> [THE TASK]: Repeat nothing but the lines below running from the one containing "case-sensitive by design." to the one containing "base16 multibase key.". Keep both end lines.

> [DATASET ENTRIES]:
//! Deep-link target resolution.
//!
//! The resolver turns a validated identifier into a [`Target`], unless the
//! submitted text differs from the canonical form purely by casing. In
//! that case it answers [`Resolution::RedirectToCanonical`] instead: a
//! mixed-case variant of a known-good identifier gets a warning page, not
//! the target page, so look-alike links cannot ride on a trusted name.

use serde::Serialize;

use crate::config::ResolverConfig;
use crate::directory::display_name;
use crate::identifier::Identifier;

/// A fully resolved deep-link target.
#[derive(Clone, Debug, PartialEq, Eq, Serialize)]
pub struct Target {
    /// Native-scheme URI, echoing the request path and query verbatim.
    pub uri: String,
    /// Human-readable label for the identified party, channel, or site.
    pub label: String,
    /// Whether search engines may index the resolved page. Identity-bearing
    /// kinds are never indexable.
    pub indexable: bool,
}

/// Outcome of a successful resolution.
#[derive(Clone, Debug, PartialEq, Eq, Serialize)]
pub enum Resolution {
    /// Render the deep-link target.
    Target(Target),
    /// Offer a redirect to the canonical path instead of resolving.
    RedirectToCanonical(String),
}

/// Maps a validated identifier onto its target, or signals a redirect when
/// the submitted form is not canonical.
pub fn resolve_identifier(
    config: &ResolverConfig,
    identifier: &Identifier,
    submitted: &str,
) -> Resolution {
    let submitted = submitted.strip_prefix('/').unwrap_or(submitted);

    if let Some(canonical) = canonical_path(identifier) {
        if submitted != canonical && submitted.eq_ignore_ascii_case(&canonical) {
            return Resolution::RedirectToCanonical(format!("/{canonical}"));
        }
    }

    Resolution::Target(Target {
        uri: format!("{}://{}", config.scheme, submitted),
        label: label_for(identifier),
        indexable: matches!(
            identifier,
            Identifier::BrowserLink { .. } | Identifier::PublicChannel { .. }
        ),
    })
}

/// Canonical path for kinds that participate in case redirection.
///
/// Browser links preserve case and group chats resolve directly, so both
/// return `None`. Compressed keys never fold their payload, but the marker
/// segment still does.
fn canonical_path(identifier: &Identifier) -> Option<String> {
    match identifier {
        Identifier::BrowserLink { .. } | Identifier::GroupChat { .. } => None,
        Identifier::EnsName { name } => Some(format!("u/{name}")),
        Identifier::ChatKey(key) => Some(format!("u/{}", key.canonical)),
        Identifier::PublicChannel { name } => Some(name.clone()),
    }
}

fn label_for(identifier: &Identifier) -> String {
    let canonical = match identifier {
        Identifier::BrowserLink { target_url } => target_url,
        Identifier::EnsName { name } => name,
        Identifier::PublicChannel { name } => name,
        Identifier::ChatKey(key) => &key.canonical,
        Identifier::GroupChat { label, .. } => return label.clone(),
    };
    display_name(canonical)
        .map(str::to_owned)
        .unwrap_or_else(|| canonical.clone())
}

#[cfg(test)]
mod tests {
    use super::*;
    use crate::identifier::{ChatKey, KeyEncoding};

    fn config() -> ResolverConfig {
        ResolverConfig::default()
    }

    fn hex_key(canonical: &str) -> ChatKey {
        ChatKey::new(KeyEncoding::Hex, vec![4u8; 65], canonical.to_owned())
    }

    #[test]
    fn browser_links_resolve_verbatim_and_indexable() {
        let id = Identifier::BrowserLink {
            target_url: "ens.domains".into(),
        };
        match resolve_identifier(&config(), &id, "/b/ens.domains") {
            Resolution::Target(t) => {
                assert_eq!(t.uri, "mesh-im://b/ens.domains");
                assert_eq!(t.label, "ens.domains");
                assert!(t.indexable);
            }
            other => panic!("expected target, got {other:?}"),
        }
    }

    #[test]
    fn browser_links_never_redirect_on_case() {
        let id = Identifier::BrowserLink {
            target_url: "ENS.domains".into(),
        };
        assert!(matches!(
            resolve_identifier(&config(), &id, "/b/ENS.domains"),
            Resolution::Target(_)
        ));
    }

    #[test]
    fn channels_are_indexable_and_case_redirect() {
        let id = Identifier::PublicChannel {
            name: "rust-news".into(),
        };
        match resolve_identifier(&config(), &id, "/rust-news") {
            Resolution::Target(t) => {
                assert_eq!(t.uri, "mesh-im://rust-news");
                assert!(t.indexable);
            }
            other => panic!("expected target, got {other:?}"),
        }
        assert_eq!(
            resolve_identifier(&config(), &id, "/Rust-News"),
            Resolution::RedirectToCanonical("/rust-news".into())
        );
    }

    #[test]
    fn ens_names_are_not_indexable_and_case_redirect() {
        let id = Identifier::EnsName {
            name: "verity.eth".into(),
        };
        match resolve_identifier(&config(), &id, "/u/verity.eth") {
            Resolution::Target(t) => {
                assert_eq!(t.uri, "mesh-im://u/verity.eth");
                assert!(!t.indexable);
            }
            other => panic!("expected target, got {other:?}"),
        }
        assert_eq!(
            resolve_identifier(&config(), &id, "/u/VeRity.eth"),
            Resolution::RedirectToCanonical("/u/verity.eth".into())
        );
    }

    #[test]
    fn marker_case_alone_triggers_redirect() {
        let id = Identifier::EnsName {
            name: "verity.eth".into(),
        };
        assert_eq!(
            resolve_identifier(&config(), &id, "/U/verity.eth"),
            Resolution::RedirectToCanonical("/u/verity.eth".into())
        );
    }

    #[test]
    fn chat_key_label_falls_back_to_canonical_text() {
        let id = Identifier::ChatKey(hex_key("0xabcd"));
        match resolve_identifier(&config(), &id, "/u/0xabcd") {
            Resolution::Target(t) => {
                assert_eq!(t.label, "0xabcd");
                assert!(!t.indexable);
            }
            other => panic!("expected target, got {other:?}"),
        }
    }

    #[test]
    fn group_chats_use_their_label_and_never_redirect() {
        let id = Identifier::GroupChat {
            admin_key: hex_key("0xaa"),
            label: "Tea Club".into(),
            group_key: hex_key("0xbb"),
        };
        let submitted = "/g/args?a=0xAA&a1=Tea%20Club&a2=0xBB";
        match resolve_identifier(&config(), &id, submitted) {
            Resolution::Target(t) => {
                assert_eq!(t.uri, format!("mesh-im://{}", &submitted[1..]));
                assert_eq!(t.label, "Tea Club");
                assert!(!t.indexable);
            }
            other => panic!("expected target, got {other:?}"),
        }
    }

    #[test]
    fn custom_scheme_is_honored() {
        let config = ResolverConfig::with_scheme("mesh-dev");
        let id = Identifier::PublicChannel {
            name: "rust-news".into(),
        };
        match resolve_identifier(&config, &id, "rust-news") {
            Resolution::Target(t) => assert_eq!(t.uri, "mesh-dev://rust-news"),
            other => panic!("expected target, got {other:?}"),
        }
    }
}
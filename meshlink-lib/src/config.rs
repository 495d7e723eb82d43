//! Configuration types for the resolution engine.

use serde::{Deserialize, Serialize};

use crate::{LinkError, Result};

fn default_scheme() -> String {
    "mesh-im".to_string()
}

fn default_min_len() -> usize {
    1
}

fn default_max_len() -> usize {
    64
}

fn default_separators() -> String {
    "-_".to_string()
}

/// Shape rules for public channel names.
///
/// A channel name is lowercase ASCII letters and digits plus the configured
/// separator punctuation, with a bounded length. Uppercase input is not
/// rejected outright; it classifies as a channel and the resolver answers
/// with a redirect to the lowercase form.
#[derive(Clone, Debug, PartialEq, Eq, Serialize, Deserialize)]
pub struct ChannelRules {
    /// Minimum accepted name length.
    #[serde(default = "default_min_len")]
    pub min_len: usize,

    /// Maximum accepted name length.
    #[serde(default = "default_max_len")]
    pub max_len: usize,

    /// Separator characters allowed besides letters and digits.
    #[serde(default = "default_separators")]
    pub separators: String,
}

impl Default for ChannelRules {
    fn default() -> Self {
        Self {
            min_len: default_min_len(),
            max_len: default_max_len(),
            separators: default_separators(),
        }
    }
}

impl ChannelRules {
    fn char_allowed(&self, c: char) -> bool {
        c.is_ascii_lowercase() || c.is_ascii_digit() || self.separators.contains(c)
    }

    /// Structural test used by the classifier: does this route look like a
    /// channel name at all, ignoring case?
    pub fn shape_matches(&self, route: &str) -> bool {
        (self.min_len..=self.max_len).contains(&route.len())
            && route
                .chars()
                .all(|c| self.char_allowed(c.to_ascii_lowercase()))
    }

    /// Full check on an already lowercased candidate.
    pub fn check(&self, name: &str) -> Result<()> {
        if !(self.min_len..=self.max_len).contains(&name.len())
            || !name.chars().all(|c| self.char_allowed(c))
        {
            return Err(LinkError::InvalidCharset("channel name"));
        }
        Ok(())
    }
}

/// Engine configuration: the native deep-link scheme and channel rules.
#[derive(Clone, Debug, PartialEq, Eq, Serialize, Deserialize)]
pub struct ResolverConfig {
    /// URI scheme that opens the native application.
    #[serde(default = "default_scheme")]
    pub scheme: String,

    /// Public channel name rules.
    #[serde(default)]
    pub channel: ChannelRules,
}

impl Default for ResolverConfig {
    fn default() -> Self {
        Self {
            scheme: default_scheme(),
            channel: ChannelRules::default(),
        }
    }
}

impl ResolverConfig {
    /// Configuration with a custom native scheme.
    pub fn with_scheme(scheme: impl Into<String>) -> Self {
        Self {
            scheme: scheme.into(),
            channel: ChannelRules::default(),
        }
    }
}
---
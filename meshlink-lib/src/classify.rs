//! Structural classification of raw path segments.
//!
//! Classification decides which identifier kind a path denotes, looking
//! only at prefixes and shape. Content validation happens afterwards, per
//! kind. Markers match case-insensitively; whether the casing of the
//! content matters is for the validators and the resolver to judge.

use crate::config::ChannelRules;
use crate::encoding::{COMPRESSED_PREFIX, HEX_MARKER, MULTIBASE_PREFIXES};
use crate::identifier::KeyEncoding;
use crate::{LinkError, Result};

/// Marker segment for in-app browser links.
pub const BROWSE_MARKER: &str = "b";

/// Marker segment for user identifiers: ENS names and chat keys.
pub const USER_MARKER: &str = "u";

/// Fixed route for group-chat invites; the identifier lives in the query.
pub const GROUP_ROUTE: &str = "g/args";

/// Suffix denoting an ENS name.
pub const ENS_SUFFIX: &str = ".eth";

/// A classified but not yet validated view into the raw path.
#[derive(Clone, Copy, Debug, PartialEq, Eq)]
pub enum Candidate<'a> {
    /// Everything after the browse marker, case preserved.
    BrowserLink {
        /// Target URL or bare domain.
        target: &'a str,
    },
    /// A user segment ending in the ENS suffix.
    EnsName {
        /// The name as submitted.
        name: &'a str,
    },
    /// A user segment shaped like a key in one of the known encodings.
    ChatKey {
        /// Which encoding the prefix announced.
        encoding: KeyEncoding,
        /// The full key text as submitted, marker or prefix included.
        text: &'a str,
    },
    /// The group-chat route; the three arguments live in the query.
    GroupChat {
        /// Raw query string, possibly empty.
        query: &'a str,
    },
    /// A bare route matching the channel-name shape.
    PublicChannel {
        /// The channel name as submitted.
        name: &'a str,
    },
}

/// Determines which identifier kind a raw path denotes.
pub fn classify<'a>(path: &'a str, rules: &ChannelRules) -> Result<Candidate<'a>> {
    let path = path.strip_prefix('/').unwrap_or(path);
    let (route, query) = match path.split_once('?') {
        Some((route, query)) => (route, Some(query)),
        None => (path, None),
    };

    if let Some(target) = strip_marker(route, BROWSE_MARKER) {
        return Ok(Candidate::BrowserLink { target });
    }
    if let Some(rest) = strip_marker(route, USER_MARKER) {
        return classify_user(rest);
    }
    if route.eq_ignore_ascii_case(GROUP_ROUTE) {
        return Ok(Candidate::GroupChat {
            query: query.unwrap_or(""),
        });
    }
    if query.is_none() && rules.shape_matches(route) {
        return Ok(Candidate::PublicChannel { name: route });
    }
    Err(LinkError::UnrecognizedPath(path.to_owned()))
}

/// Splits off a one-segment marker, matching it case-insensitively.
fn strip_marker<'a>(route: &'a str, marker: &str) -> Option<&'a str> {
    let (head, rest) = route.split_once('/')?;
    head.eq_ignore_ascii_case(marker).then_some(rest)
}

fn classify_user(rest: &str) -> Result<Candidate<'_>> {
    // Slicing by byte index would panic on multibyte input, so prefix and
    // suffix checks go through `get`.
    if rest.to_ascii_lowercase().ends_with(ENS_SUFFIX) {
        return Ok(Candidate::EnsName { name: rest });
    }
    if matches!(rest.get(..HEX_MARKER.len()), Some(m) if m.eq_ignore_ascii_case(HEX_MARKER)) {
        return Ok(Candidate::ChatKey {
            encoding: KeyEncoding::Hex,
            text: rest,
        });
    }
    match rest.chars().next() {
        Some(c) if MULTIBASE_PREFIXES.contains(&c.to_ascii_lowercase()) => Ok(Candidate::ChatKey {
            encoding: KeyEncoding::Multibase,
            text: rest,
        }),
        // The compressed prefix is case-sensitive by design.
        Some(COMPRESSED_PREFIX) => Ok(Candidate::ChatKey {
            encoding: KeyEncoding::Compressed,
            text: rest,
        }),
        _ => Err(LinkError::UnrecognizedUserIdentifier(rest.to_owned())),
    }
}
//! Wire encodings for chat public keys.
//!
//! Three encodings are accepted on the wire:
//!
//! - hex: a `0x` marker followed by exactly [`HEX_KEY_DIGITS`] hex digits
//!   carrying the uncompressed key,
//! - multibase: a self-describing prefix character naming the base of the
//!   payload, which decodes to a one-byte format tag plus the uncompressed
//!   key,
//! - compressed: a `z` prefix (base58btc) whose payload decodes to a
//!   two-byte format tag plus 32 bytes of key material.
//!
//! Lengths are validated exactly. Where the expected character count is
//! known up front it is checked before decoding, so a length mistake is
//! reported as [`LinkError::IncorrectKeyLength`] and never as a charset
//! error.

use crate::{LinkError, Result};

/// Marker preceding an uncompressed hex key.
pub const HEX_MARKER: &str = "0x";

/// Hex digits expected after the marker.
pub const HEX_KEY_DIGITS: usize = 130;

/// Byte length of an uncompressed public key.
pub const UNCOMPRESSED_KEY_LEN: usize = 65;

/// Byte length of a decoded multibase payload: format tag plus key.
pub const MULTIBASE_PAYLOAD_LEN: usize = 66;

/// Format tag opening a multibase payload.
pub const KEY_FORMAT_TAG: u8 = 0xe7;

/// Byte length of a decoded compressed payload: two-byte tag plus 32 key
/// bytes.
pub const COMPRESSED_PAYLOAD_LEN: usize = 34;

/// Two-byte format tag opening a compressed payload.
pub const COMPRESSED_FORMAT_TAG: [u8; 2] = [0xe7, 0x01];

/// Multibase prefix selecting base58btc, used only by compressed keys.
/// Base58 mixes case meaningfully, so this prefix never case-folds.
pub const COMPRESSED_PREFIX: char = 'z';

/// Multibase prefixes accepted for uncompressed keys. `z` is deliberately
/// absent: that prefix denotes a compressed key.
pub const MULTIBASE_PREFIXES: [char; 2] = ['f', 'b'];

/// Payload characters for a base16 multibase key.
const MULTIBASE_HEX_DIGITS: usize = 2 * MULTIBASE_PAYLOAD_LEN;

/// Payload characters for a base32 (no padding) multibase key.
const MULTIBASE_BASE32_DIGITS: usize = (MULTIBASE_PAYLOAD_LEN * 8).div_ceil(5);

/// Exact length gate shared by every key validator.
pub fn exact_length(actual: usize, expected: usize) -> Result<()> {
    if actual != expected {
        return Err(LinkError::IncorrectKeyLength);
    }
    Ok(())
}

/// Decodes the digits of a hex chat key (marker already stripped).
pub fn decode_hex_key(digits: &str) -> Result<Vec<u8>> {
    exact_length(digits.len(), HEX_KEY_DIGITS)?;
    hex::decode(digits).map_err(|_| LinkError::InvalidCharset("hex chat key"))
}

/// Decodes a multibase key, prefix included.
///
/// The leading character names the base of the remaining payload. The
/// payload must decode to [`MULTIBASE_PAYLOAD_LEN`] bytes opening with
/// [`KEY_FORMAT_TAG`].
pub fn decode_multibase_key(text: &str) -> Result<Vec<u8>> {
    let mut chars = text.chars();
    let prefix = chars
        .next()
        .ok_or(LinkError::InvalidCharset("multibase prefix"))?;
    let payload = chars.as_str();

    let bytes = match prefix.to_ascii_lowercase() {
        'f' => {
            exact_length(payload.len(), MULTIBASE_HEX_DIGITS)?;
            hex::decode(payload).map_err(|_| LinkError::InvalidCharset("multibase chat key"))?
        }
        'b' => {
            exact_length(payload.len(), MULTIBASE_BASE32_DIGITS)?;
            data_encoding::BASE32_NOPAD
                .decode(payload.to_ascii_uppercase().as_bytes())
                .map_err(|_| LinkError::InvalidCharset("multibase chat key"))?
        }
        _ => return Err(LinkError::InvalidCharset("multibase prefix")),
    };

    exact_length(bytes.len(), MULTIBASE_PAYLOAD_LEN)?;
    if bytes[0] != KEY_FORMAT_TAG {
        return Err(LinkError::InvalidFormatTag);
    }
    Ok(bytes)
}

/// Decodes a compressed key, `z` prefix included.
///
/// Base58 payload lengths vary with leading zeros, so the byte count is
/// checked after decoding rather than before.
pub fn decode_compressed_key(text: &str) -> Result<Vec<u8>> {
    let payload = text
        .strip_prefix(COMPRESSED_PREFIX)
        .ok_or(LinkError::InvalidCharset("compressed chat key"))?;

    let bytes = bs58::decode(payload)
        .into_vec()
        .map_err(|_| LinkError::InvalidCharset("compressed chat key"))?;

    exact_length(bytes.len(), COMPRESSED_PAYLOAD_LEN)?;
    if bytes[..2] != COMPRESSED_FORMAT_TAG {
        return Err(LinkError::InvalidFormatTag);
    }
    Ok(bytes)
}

> [TASK RESULT]:
        // The compressed prefix is case-sensitive by design.
        Some(COMPRESSED_PREFIX) => Ok(Candidate::ChatKey {
            encoding: KeyEncoding::Compressed,
            text: rest,
        }),
        _ => Err(LinkError::UnrecognizedUserIdentifier(rest.to_owned())),
    }
}
//! Wire encodings for chat public keys.
//!
//! Three encodings are accepted on the wire:
//!
//! - hex: a `0x` marker followed by exactly [`HEX_KEY_DIGITS`] hex digits
//!   carrying the uncompressed key,
//! - multibase: a self-describing prefix character naming the base of the
//!   payload, which decodes to a one-byte format tag plus the uncompressed
//!   key,
//! - compressed: a `z` prefix (base58btc) whose payload decodes to a
//!   two-byte format tag plus 32 bytes of key material.
//!
//! Lengths are validated exactly. Where the expected character count is
//! known up front it is checked before decoding, so a length mistake is
//! reported as [`LinkError::IncorrectKeyLength`] and never as a charset
//! error.

use crate::{LinkError, Result};

/// Marker preceding an uncompressed hex key.
pub const HEX_MARKER: &str = "0x";

/// Hex digits expected after the marker.
pub const HEX_KEY_DIGITS: usize = 130;

/// Byte length of an uncompressed public key.
pub const UNCOMPRESSED_KEY_LEN: usize = 65;

/// Byte length of a decoded multibase payload: format tag plus key.
pub const MULTIBASE_PAYLOAD_LEN: usize = 66;

/// Format tag opening a multibase payload.
pub const KEY_FORMAT_TAG: u8 = 0xe7;

/// Byte length of a decoded compressed payload: two-byte tag plus 32 key
/// bytes.
pub const COMPRESSED_PAYLOAD_LEN: usize = 34;

/// Two-byte format tag opening a compressed payload.
pub const COMPRESSED_FORMAT_TAG: [u8; 2] = [0xe7, 0x01];

/// Multibase prefix selecting base58btc, used only by compressed keys.
/// Base58 mixes case meaningfully, so this prefix never case-folds.
pub const COMPRESSED_PREFIX: char = 'z';

/// Multibase prefixes accepted for uncompressed keys. `z` is deliberately
/// absent: that prefix denotes a compressed key.
pub const MULTIBASE_PREFIXES: [char; 2] = ['f', 'b'];

/// Payload characters for a base16 multibase key.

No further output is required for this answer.